use crate::core::NodeValue;
use crate::core::error::{CallbackError, CallbackPhase, FeatureError};
use crate::core::node::{NodeCore, NodeOptions, NodeState, StepOutcome};

/// The result-consuming half of a feature.
///
/// `pre_main` is the only suspension point of the data context and must not
/// block: report `false` and the node is polled again on a later advance.
pub trait DataLogic: Send + 'static {
    fn init(&mut self) -> Result<(), FeatureError> {
        Ok(())
    }

    /// Is the data this node consumes available yet?
    fn pre_main(&mut self) -> Result<bool, FeatureError> {
        Ok(true)
    }

    fn main(&mut self) -> Result<NodeValue, FeatureError>;

    fn response(&mut self) -> Result<Option<NodeValue>, FeatureError> {
        Ok(Some(NodeValue::Null))
    }

    fn end(&mut self) -> Result<bool, FeatureError> {
        Ok(true)
    }

    /// Terminal teardown. The engine calls it at most once per node.
    fn cleanup(&mut self) -> Result<(), FeatureError> {
        Ok(())
    }
}

/// A node of the data tree.
pub struct DataNode {
    pub core: NodeCore,
    logic: Box<dyn DataLogic>,
    marked_for_removal: bool,
    end_requested: bool,
}

impl std::fmt::Debug for DataNode {
    fn fmt(&self, f: &mut std::fmt::Formatter<'_>) -> std::fmt::Result {
        f.debug_struct("DataNode")
            .field("core", &self.core)
            .field("marked_for_removal", &self.marked_for_removal)
            .field("end_requested", &self.end_requested)
            .finish_non_exhaustive()
    }
}

impl DataNode {
    pub fn new<L: DataLogic>(name: impl Into<String>, options: NodeOptions, logic: L) -> Self {
        Self::from_boxed(name, options, Box::new(logic))
    }

    pub fn from_boxed(name: impl Into<String>, options: NodeOptions, logic: Box<dyn DataLogic>) -> Self {
        Self {
            core: NodeCore::new(name, options),
            logic,
            marked_for_removal: false,
            end_requested: false,
        }
    }

    pub fn name(&self) -> &str {
        &self.core.name
    }

    pub fn options(&self) -> NodeOptions {
        self.core.options
    }

    pub fn state(&self) -> NodeState {
        self.core.state
    }

    pub fn is_initialized(&self) -> bool {
        self.core.state.is_initialized()
    }

    pub fn awaiting_response(&self) -> bool {
        self.core.state == NodeState::AwaitingResponse
    }

    /// Set once `cleanup` has been invoked; the node never runs again.
    pub fn is_marked_for_removal(&self) -> bool {
        self.marked_for_removal
    }

    /// Cleanup was requested but waits for an outstanding response.
    pub fn cleanup_deferred(&self) -> bool {
        self.end_requested && !self.marked_for_removal
    }

    /// Still has steps to run or a response to drain.
    pub fn is_live(&self) -> bool {
        !self.marked_for_removal && self.core.state != NodeState::Complete
    }

    /// Moves the node forward by at most one callback step.
    ///
    /// Returns `Ok(None)` when `pre_main` reports that no data is ready; the
    /// node stays where it is and should be advanced again later.
    pub fn advance(&mut self, wait_for_response: bool) -> Result<Option<StepOutcome>, CallbackError> {
        if self.marked_for_removal {
            return Ok(Some(StepOutcome {
                result: None,
                complete: true,
            }));
        }
        if let Some(cached) = self.core.cached() {
            return Ok(Some(cached));
        }

        match self.core.state {
            NodeState::Idle | NodeState::Complete => {
                self.logic
                    .init()
                    .map_err(self.core.wrap(CallbackPhase::Init))?;
                self.core.state = NodeState::Running;
                self.run_main()
            }
            NodeState::Running | NodeState::Settling => self.run_main(),
            NodeState::AwaitingResponse => {
                if !wait_for_response {
                    return Ok(Some(StepOutcome::pending()));
                }
                let response = self
                    .logic
                    .response()
                    .map_err(self.core.wrap(CallbackPhase::Response))?;
                match response {
                    Some(value) => self.drain(value).map(Some),
                    None => Ok(Some(StepOutcome::pending())),
                }
            }
        }
    }

    /// Asks the node to finish.
    ///
    /// Runs `cleanup` right away unless a response is outstanding, in which
    /// case cleanup runs when that response drains. Returns whether cleanup
    /// has happened.
    pub fn request_end(&mut self) -> Result<bool, CallbackError> {
        if self.marked_for_removal {
            return Ok(true);
        }
        self.end_requested = true;
        if self.awaiting_response() {
            log::debug!("cleanup of data node '{}' deferred until its response drains", self.core.name);
            return Ok(false);
        }
        self.cleanup()?;
        Ok(true)
    }

    /// Resolves an outstanding response with `value` without polling the
    /// feature, then runs any deferred cleanup.
    pub fn force_response(&mut self, value: NodeValue) -> Result<Option<StepOutcome>, CallbackError> {
        if !self.awaiting_response() {
            return Ok(None);
        }
        log::warn!("forcing response of data node '{}'", self.core.name);
        let outcome = self.core.conclude(value, true, false);
        if self.end_requested {
            self.cleanup()?;
        }
        Ok(Some(outcome))
    }

    fn run_main(&mut self) -> Result<Option<StepOutcome>, CallbackError> {
        let ready = self
            .logic
            .pre_main()
            .map_err(self.core.wrap(CallbackPhase::PreMain))?;
        if !ready {
            return Ok(None);
        }
        let result = self
            .logic
            .main()
            .map_err(self.core.wrap(CallbackPhase::Main))?;
        if self.core.options.needs_response {
            self.core.state = NodeState::AwaitingResponse;
            return Ok(Some(StepOutcome::pending()));
        }
        self.finish_step(result).map(Some)
    }

    fn drain(&mut self, value: NodeValue) -> Result<StepOutcome, CallbackError> {
        let outcome = self.finish_step(value)?;
        if self.end_requested {
            self.cleanup()?;
        }
        Ok(outcome)
    }

    fn finish_step(&mut self, result: NodeValue) -> Result<StepOutcome, CallbackError> {
        let done = if self.core.options.is_multi_step() {
            self.logic.end().map_err(self.core.wrap(CallbackPhase::End))?
        } else {
            true
        };
        Ok(self.core.conclude(result, done, false))
    }

    fn cleanup(&mut self) -> Result<(), CallbackError> {
        self.marked_for_removal = true;
        if self.core.state.is_initialized() {
            self.core.state = NodeState::Complete;
        }
        log::debug!("cleaning up data node '{}'", self.core.name);
        self.logic
            .cleanup()
            .map_err(self.core.wrap(CallbackPhase::Cleanup))
    }
}
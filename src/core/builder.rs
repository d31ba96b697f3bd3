use crate::core::error::SpecificationError;
use crate::core::frames::FeatureContext;
use crate::core::node::{DataNode, SignalNode};
use crate::core::registry::FeatureRegistry;
use crate::core::spec::{FeatureSpec, StepEntry};
use crate::core::tree::{FeatureTree, NodeId};
use crate::core::validation::validate;

/// Nodes created for one step, before linking.
struct Placed {
    signal: NodeId,
    data: Option<NodeId>,
    gate: bool,
}

/// Turns a [`FeatureSpec`] into a signal tree and an isomorphic data tree.
///
/// Steps of a stage form a sibling chain. The next stage hangs off the
/// stage's response-needing step as its child, or follows the stage's last
/// step as a sibling when nothing in the stage needs a response. Entries
/// after the first response-needing step at the top of a stage are dropped.
///
/// A group is laid out in place, depth first. A response-needing step inside
/// it takes the rest of the group, the rest of the stage and the following
/// stages as its child.
pub struct TreeBuilder<'r> {
    registry: &'r FeatureRegistry,
    context: FeatureContext,
}

impl<'r> TreeBuilder<'r> {
    pub fn new(registry: &'r FeatureRegistry) -> Self {
        Self {
            registry,
            context: FeatureContext::default(),
        }
    }

    /// The context every feature factory receives.
    pub fn with_context(mut self, context: FeatureContext) -> Self {
        self.context = context;
        self
    }

    pub fn context(&self) -> &FeatureContext {
        &self.context
    }

    pub fn build(
        &self,
        spec: &FeatureSpec,
    ) -> Result<(FeatureTree<SignalNode>, FeatureTree<DataNode>), SpecificationError> {
        let report = validate(spec, self.registry);
        report.log_summary();
        report.into_result()?;

        let mut signal_tree = FeatureTree::new();
        let mut data_tree = FeatureTree::new();
        let mut stages: Vec<Vec<Placed>> = Vec::with_capacity(spec.stages.len());
        for (stage, entries) in spec.stages.iter().enumerate() {
            let mut placed = Vec::with_capacity(entries.len());
            self.place(entries, stage, true, &mut placed, &mut signal_tree, &mut data_tree)?;
            stages.push(placed);
        }

        let mut signal_next: Option<NodeId> = None;
        let mut data_next: Option<NodeId> = None;
        for placed in stages.iter().rev().flat_map(|stage| stage.iter().rev()) {
            link(&mut signal_tree, placed.signal, placed.gate, signal_next);
            signal_next = Some(placed.signal);
            if let Some(data) = placed.data {
                link(&mut data_tree, data, placed.gate, data_next);
                data_next = Some(data);
            }
        }
        signal_tree.set_root(signal_next);
        data_tree.set_root(data_next);

        log::debug!(
            "built signal tree of {} nodes and data tree of {} nodes",
            signal_tree.len(),
            data_tree.len()
        );
        Ok((signal_tree, data_tree))
    }

    /// Instantiates both sides of every step in `entries`, depth first.
    fn place(
        &self,
        entries: &[StepEntry],
        stage: usize,
        top_level: bool,
        placed: &mut Vec<Placed>,
        signal_tree: &mut FeatureTree<SignalNode>,
        data_tree: &mut FeatureTree<DataNode>,
    ) -> Result<(), SpecificationError> {
        for entry in entries {
            let descriptor = match entry {
                StepEntry::Group(group) => {
                    self.place(group, stage, false, placed, signal_tree, data_tree)?;
                    continue;
                }
                StepEntry::Step(descriptor) => descriptor,
            };
            let Some(feature) = self.registry.get(&descriptor.name) else {
                return Err(SpecificationError::UnknownFeature {
                    name: descriptor.name.clone(),
                    stage,
                    step: placed.len(),
                });
            };
            let args = feature.bind(&descriptor.args)?;
            let options = feature.options_for(descriptor.node_overrides.as_ref());

            let logic = feature.instantiate_signal(&args, &self.context)?;
            let signal = signal_tree.insert(SignalNode::from_boxed(&descriptor.name, options, logic));
            let data = feature
                .instantiate_data(&args, &self.context)?
                .map(|logic| data_tree.insert(DataNode::from_boxed(&descriptor.name, options, logic)));

            placed.push(Placed {
                signal,
                data,
                gate: options.needs_response,
            });
            if top_level && options.needs_response {
                break;
            }
        }
        Ok(())
    }
}

/// A response-needing node unlocks what follows as its child; any other
/// node is followed by it as a sibling.
fn link<N>(tree: &mut FeatureTree<N>, id: NodeId, gate: bool, next: Option<NodeId>) {
    if gate {
        tree.set_child(id, next);
    } else {
        tree.set_sibling(id, next);
    }
}

#[cfg(test)]
mod tests {
    use super::*;
    use crate::core::NodeValue;
    use crate::core::error::FeatureError;
    use crate::core::node::{DataLogic, NodeOptions, NodeOverrides, SignalLogic};
    use crate::core::registry::{FeatureType, ParamKind, ParamSpec};
    use crate::core::spec::{StepDescriptor, StepEntry};

    struct Noop;
    impl SignalLogic for Noop {
        fn main(&mut self) -> Result<NodeValue, FeatureError> {
            Ok(NodeValue::Null)
        }
    }
    impl DataLogic for Noop {
        fn main(&mut self) -> Result<NodeValue, FeatureError> {
            Ok(NodeValue::Null)
        }
    }

    fn registry() -> FeatureRegistry {
        let plain = |name: &str| {
            FeatureType::new(name, |_, _| Ok(Noop)).with_data(|_, _| Ok(Noop))
        };
        FeatureRegistry::new()
            .with(plain("A").options(NodeOptions::default().needs_response()))
            .with(plain("B"))
            .with(plain("C").options(NodeOptions::default().device_related()))
            .with(plain("D"))
            .with(FeatureType::new("wait", |_, _| Ok(Noop)).param(ParamSpec::required("ms", ParamKind::Integer)))
    }

    fn names<N>(tree: &FeatureTree<N>, name: impl Fn(&N) -> &str) -> Vec<String> {
        tree.preorder().into_iter().map(|id| name(&tree[id]).to_string()).collect()
    }

    #[test]
    fn test_response_stage_hangs_next_stage_as_child() {
        let spec = FeatureSpec::new()
            .stage(vec![StepDescriptor::new("A")])
            .stage(vec![StepDescriptor::new("B"), StepDescriptor::new("C")])
            .stage(vec![StepDescriptor::new("D")]);
        let registry = registry();
        let (signal, data) = TreeBuilder::new(&registry).build(&spec).unwrap();

        let a = signal.root().unwrap();
        assert_eq!(signal[a].name(), "A");
        assert_eq!(signal.sibling(a), None);
        let b = signal.child(a).unwrap();
        let c = signal.sibling(b).unwrap();
        let d = signal.sibling(c).unwrap();
        assert_eq!((signal[b].name(), signal[c].name(), signal[d].name()), ("B", "C", "D"));
        assert!(signal[c].options().device_related);
        assert_eq!(signal.depth_counts(), vec![1, 3]);

        assert!(signal.same_shape(&data, |s, d| s.name() == d.name()));
        assert_eq!(names(&data, DataNode::name), vec!["A", "B", "C", "D"]);
    }

    #[test]
    fn test_signal_only_steps_are_skipped_in_data_tree() {
        let spec = FeatureSpec::new()
            .stage(vec![StepDescriptor::new("B"), StepDescriptor::new("wait").arg(5)])
            .stage(vec![StepDescriptor::new("A")])
            .stage(vec![StepDescriptor::new("wait").arg(1), StepDescriptor::new("D")]);
        let registry = registry();
        let (signal, data) = TreeBuilder::new(&registry).build(&spec).unwrap();

        assert_eq!(signal.len(), 5);
        assert_eq!(names(&signal, SignalNode::name), vec!["B", "wait", "A", "wait", "D"]);
        assert_eq!(data.len(), 3);
        assert_eq!(names(&data, DataNode::name), vec!["B", "A", "D"]);
        let b = data.root().unwrap();
        let a = data.sibling(b).unwrap();
        assert_eq!(data.child(a).map(|d| data[d].name()), Some("D"));
    }

    #[test]
    fn test_steps_after_response_gate_are_dropped() {
        let spec = FeatureSpec::new()
            .stage(vec![StepDescriptor::new("A"), StepDescriptor::new("B")])
            .stage(vec![StepDescriptor::new("D")]);
        let registry = registry();
        let (signal, _) = TreeBuilder::new(&registry).build(&spec).unwrap();
        assert_eq!(names(&signal, SignalNode::name), vec!["A", "D"]);
    }

    #[test]
    fn test_overrides_change_linkage() {
        let no_response = NodeOverrides {
            needs_response: Some(false),
            ..NodeOverrides::default()
        };
        let spec = FeatureSpec::new()
            .stage(vec![StepDescriptor::new("A").overrides(no_response)])
            .stage(vec![StepDescriptor::new("B")]);
        let registry = registry();
        let (signal, _) = TreeBuilder::new(&registry).build(&spec).unwrap();
        let a = signal.root().unwrap();
        assert!(!signal[a].options().needs_response);
        assert_eq!(signal.child(a), None);
        assert!(signal.sibling(a).is_some());
    }

    #[test]
    fn test_build_fails_before_instantiating_anything() {
        let spec = FeatureSpec::new()
            .stage(vec![StepDescriptor::new("B")])
            .stage(vec![StepDescriptor::new("missing")]);
        let registry = registry();
        let err = TreeBuilder::new(&registry).build(&spec).unwrap_err();
        assert!(matches!(err, SpecificationError::UnknownFeature { stage: 1, step: 0, .. }));

        let bad_args = FeatureSpec::new().stage(vec![StepDescriptor::new("wait")]);
        assert!(matches!(
            TreeBuilder::new(&registry).build(&bad_args),
            Err(SpecificationError::ArgumentMismatch { .. })
        ));
    }

    #[test]
    fn test_gate_inside_group_keeps_rest_of_stage() {
        let spec = FeatureSpec::new()
            .stage(vec![
                StepEntry::from(StepDescriptor::new("B")),
                StepEntry::group([StepDescriptor::new("A"), StepDescriptor::new("C")]),
                StepEntry::from(StepDescriptor::new("D")),
            ])
            .stage(vec![StepDescriptor::new("B")]);
        let registry = registry();
        let (signal, data) = TreeBuilder::new(&registry).build(&spec).unwrap();

        assert_eq!(names(&signal, SignalNode::name), vec!["B", "A", "C", "D", "B"]);
        let b = signal.root().unwrap();
        let a = signal.sibling(b).unwrap();
        assert_eq!(signal.sibling(a), None);
        let c = signal.child(a).unwrap();
        let d = signal.sibling(c).unwrap();
        assert_eq!((signal[c].name(), signal[d].name()), ("C", "D"));
        assert_eq!(signal.sibling(d).map(|last| signal[last].name()), Some("B"));
        assert_eq!(signal.depth_counts(), vec![2, 3]);
        assert!(signal.same_shape(&data, |s, d| s.name() == d.name()));
    }

    #[test]
    fn test_groups_without_gates_lay_out_in_place() {
        let nested = FeatureSpec::new().stage(vec![
            StepEntry::group([StepEntry::from(StepDescriptor::new("B")), StepEntry::group([StepDescriptor::new("C")])]),
            StepEntry::from(StepDescriptor::new("D")),
        ]);
        let flat = FeatureSpec::new().stage(vec![
            StepDescriptor::new("B"),
            StepDescriptor::new("C"),
            StepDescriptor::new("D"),
        ]);
        let registry = registry();
        let builder = TreeBuilder::new(&registry);
        let (nested_signal, _) = builder.build(&nested).unwrap();
        let (flat_signal, _) = builder.build(&flat).unwrap();
        assert!(nested_signal.same_shape(&flat_signal, |x, y| x.name() == y.name()));
    }

    #[test]
    fn test_group_after_top_level_gate_is_dropped() {
        let spec = FeatureSpec::new().stage(vec![
            StepEntry::from(StepDescriptor::new("A")),
            StepEntry::group([StepDescriptor::new("B")]),
        ]);
        let registry = registry();
        let (signal, _) = TreeBuilder::new(&registry).build(&spec).unwrap();
        assert_eq!(names(&signal, SignalNode::name), vec!["A"]);
    }
}
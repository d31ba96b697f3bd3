//! Feature nodes: the units of work walked by the execution containers.
//!
//! Every node carries a [`NodeCore`] with its name, options and lifecycle
//! [`NodeState`], plus boxed feature callbacks:
//! - [`SignalNode`] drives a [`SignalLogic`] (init / main / response / end)
//! - [`DataNode`] drives a [`DataLogic`] (init / pre_main / main / response / end / cleanup)

pub mod data;
pub mod signal;

pub use data::{DataLogic, DataNode};
pub use signal::{SignalLogic, SignalNode};

use crate::core::NodeValue;
use crate::core::error::{CallbackError, CallbackPhase, FeatureError};
use serde::{Deserialize, Serialize};

/// Whether a node finishes after one `main` call or repeats until `end` holds.
#[derive(Debug, Clone, Copy, PartialEq, Eq, Hash, Default, Serialize, Deserialize)]
#[serde(rename_all = "kebab-case")]
pub enum NodeKind {
    #[default]
    #[serde(alias = "one-step")]
    SingleStep,
    MultiStep,
}

/// Static behaviour flags of a node, fixed at build time.
#[derive(Debug, Clone, Copy, PartialEq, Eq, Default)]
pub struct NodeOptions {
    pub kind: NodeKind,
    /// Step boundaries wait on a hardware acknowledgment.
    pub device_related: bool,
    /// `main` must be confirmed by `response` before the node moves on.
    pub needs_response: bool,
}

impl NodeOptions {
    pub fn multi_step(mut self) -> Self {
        self.kind = NodeKind::MultiStep;
        self
    }

    pub fn device_related(mut self) -> Self {
        self.device_related = true;
        self
    }

    pub fn needs_response(mut self) -> Self {
        self.needs_response = true;
        self
    }

    /// Returns these options with every field set in `overrides` replaced.
    pub fn apply(self, overrides: &NodeOverrides) -> Self {
        Self {
            kind: overrides.node_type.unwrap_or(self.kind),
            device_related: overrides.device_related.unwrap_or(self.device_related),
            needs_response: overrides.needs_response.unwrap_or(self.needs_response),
        }
    }

    pub fn is_multi_step(&self) -> bool {
        self.kind == NodeKind::MultiStep
    }
}

/// Per-step overrides of a feature type's default [`NodeOptions`].
#[derive(Debug, Clone, Default, PartialEq, Eq, Serialize, Deserialize)]
#[serde(deny_unknown_fields)]
pub struct NodeOverrides {
    #[serde(default, skip_serializing_if = "Option::is_none")]
    pub node_type: Option<NodeKind>,
    #[serde(default, skip_serializing_if = "Option::is_none")]
    pub device_related: Option<bool>,
    #[serde(default, alias = "need_response", skip_serializing_if = "Option::is_none")]
    pub needs_response: Option<bool>,
}

impl NodeOverrides {
    pub fn is_empty(&self) -> bool {
        self.node_type.is_none() && self.device_related.is_none() && self.needs_response.is_none()
    }
}

/// Lifecycle of a node within one run.
#[derive(Debug, Clone, Copy, PartialEq, Eq, Hash, Default)]
pub enum NodeState {
    /// Not initialised yet.
    #[default]
    Idle,
    /// Initialised; the next step may call `main`.
    Running,
    /// A device-related step finished and the hardware must settle before the next `main`.
    Settling,
    /// `main` ran and the node waits for `response` to confirm it.
    AwaitingResponse,
    /// `end` held; the node is done.
    Complete,
}

impl NodeState {
    pub fn is_initialized(&self) -> bool {
        matches!(
            self,
            NodeState::Running | NodeState::Settling | NodeState::AwaitingResponse
        )
    }

    /// True when the next useful call is `advance(true)`.
    pub fn is_waiting(&self) -> bool {
        matches!(self, NodeState::Settling | NodeState::AwaitingResponse)
    }
}

/// What a single `advance` call produced.
#[derive(Debug, Clone, PartialEq, Default)]
pub struct StepOutcome {
    /// The value of the `main` (or `response`) callback that ran, if any.
    pub result: Option<NodeValue>,
    /// The node has finished all of its steps.
    pub complete: bool,
}

impl StepOutcome {
    pub fn pending() -> Self {
        Self::default()
    }

    fn stepped(result: NodeValue, complete: bool) -> Self {
        Self {
            result: Some(result),
            complete,
        }
    }
}

/// Bookkeeping shared by signal and data nodes.
#[derive(Debug, Clone)]
pub struct NodeCore {
    pub name: String,
    pub options: NodeOptions,
    pub state: NodeState,
    last_result: Option<NodeValue>,
}

impl NodeCore {
    pub fn new(name: impl Into<String>, options: NodeOptions) -> Self {
        Self {
            name: name.into(),
            options,
            state: NodeState::Idle,
            last_result: None,
        }
    }

    /// A finished single-step node answers from its cache instead of running again.
    fn cached(&self) -> Option<StepOutcome> {
        if self.state == NodeState::Complete && !self.options.is_multi_step() {
            return Some(StepOutcome {
                result: self.last_result.clone(),
                complete: true,
            });
        }
        None
    }

    /// Records the result of one step; `done` is the value of `end` for multi-step nodes.
    fn conclude(&mut self, result: NodeValue, done: bool, settle: bool) -> StepOutcome {
        if done {
            self.state = NodeState::Complete;
            self.last_result = Some(result.clone());
            log::debug!("node '{}' complete", self.name);
        } else if settle {
            self.state = NodeState::Settling;
        } else {
            self.state = NodeState::Running;
        }
        StepOutcome::stepped(result, done)
    }

    fn wrap(&self, phase: CallbackPhase) -> impl FnOnce(FeatureError) -> CallbackError + '_ {
        move |source| CallbackError::new(self.name.clone(), phase, source)
    }
}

*Problem to work on*
Search the material for lines holding the word "NodeId", then say how many there are and nothing more.

*Output for this exercise*
6